··· Exercise inputs
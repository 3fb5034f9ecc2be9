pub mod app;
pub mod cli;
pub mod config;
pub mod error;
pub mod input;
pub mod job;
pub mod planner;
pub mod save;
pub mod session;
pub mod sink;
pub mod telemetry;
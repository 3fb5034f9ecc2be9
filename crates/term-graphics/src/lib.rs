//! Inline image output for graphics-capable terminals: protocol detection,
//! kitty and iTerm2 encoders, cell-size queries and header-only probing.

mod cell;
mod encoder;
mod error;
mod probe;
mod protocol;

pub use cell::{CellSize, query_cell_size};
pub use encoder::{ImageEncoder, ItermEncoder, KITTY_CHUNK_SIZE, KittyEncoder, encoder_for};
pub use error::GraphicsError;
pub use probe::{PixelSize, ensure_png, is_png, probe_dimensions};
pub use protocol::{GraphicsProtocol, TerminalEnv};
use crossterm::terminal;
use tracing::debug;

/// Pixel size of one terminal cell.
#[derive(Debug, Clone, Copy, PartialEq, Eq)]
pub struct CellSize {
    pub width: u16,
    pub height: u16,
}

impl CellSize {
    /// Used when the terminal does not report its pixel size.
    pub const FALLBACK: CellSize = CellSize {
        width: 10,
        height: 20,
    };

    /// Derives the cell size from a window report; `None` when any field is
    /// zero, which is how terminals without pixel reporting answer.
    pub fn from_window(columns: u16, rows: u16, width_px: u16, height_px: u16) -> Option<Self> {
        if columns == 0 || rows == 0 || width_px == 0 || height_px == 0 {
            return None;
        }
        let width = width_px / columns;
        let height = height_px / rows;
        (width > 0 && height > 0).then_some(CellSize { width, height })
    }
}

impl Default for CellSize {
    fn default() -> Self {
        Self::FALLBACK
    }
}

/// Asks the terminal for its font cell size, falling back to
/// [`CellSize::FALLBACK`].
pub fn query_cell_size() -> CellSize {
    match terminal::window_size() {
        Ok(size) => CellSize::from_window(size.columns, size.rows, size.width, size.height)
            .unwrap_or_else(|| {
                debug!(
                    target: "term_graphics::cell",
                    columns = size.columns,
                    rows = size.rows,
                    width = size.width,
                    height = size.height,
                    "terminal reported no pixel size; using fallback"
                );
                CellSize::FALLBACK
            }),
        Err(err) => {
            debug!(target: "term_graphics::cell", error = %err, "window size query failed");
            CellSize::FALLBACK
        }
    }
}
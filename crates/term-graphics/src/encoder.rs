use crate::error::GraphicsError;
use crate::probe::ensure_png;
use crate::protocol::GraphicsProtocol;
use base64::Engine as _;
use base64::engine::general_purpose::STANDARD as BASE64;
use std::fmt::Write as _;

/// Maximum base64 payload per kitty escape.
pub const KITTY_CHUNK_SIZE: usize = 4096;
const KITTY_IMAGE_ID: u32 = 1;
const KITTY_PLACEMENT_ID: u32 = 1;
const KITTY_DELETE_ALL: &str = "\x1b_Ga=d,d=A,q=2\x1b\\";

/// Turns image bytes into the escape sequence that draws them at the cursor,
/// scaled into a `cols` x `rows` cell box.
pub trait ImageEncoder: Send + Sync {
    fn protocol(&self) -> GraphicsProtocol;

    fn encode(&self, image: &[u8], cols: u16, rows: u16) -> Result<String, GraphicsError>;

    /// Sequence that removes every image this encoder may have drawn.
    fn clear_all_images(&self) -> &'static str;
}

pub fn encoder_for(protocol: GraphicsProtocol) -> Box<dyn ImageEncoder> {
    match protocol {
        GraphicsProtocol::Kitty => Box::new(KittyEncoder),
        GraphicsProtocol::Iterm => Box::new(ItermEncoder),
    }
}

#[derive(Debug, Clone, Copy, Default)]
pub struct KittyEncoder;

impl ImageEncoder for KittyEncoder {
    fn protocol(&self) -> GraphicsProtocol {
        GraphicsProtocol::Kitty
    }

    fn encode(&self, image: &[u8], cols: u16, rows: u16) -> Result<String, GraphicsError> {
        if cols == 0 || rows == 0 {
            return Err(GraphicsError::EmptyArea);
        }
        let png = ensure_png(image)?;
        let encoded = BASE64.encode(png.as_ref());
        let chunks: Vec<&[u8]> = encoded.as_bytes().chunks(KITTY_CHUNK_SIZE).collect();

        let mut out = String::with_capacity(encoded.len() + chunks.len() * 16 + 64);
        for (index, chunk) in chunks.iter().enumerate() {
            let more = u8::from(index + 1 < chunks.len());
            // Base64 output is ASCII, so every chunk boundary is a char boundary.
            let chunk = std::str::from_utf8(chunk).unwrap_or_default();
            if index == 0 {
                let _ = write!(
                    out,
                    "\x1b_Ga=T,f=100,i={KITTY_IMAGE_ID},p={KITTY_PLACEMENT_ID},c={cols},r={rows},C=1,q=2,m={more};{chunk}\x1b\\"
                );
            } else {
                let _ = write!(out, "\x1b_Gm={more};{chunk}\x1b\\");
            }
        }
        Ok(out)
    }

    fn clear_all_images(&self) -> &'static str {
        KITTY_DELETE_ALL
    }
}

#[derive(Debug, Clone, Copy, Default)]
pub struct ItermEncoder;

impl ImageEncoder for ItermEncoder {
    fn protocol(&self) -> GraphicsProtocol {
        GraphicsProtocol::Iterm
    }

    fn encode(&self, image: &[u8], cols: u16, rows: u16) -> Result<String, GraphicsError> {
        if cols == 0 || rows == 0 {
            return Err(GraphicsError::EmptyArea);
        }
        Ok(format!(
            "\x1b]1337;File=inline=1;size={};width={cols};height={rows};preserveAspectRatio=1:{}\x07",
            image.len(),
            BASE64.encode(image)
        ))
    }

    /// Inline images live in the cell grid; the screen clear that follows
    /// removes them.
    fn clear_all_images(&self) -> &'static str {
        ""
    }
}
······
◆ **Task to complete**
Check every line of the data, and copy the ones that contain "crates".

◆ **Result of this exercise**
filename crates/term-graphics/src/lib.rs
filename crates/term-graphics/src/encoder.rs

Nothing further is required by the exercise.